WHAT THIS TASK INVOLVES: Return, from the material below, each line in which the word "Stripe" is present.

DATA RECORDS:
○ ○ ○ ○ ○ ○ ○

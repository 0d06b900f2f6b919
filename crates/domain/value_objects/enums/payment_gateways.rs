use std::fmt::Display;

use serde::{Deserialize, Serialize};

#[derive(Debug, Clone, Copy, Serialize, Deserialize, PartialEq, Eq)]
#[serde(rename_all = "snake_case")]
pub enum PaymentGateway {
    Stripe,
    Razorpay,
    Manual,
}

impl PaymentGateway {
    pub fn as_str(&self) -> &'static str {
        match self {
            PaymentGateway::Stripe => "stripe",
            PaymentGateway::Razorpay => "razorpay",
            PaymentGateway::Manual => "manual",
        }
    }

    pub fn from_str(value: &str) -> Option<Self> {
        match value {
            "stripe" => Some(PaymentGateway::Stripe),
            "razorpay" => Some(PaymentGateway::Razorpay),
            "manual" => Some(PaymentGateway::Manual),
            _ => None,
        }
    }
}

impl Display for PaymentGateway {
    fn fmt(&self, f: &mut std::fmt::Formatter<'_>) -> std::fmt::Result {
        f.write_str(self.as_str())
    }
}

○ ○ ○ ○ ○ ○ ○

RESPONSE TO THIS TASK:
    Stripe,
            PaymentGateway::Stripe => "stripe",
            "stripe" => Some(PaymentGateway::Stripe),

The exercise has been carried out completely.